Supported Recipes (Prioritized to support DSE)

Model Name Model Size Comments CloudAI Recipe Name (For Advance Nemo-CLI features)
Llama3-8B 8B BF16/Fp8 cloudai_llama3_8b_recipe
Llama3-70B 70B BF16/Fp8 cloudai_llama3_70b_recipe
Llama3-405B 405B BF16/FP8 cloudai_llama3_405b_recipe
Nemotron3-8B 8B BF16/FP8 cloudai_nemotron3_8b_recipe
Nemotron4-15B 15B BF16/FP8 cloudai_nemotron4_15b_recipe
Nemotron4-340B 340B BF16/FP8 cloudai_nemotron4_340b_recipe

The base recipe is BF16. Fp8 is enabled by passing additional command line arguments. Please take a look at the test files that has commands for passing fp8 arguments.

Container Version Dependent Features

Currently the recipe supports H100. While much of the recipe holds true, there are some specialized configuration enabled for B200/GB200. For H100, we have these defined in the factory functions llama3_70b_bf16_tp_overlap_config and llama3_70b_fp8_tp_overlap_config. For GB200/B200, there are some tp_overlap_config user buffers that needs to be set correctly. Depending upon the container versions, some flags are supported and while others are not.

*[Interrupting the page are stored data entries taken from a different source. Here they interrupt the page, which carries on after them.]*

//! API client module
//!
//! HTTP client for the HeliOps backend REST API.

pub mod client;
pub mod endpoints;
pub mod resource;
pub mod types;

pub use client::ApiClient;
pub use endpoints::ListQuery;
pub use resource::Resource;
pub use types::*;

  • [ ❌ ] GB200/B200 Specific userbuffers. We should pivot to use the latest Nemo containers (25.04).
  • [ ❌ ] FLOPsMeasurementCallback depends upon latest container. Older version 24.12 does not have this feature.

Environment Variables

To run a recipe, you need to set the following environment variables:

  • CLOUDAI_NEMO_TASK: The task mode ("pretrain" or "finetune")
  • This will be taken care automatically by the CloudAI command generator. The test toml today has the field which will be used define the environment variable. This file will be running inside the container needed for configuration.
  • CLOUDAI_NEMO_RECIPE: The recipe name (one of the supported recipes listed above)
    The test toml today has the recipe field which will be used define the environment variable. This file will be running inside the container needed for configuration.

Note on PerfEnvPlugin

PerfEnvPlugin is a plugin feature in Nemo2.0. It provides a single swiss-army knife interface to do these things

  • Enable Vboost (Needs sudo permission to use nvidia-smi command).
  • nccl_pp_comm_chunksize is the same environment variable we set NCCL_P2P_NET_CHUNKSIZE. It has to be be set conditional if pipeline_parallel > 1.
  • layernorm_sm_margin is the same environment variable we set NVTE_FWD_LAYERNORM_SM_MARGIN and NVTE_FWD_LAYERNORM_SM_MARGIN
  • gpu_sm100_or_newer is the same environment variable we set CUDA_DEVICE_MAX_CONNECTIONS.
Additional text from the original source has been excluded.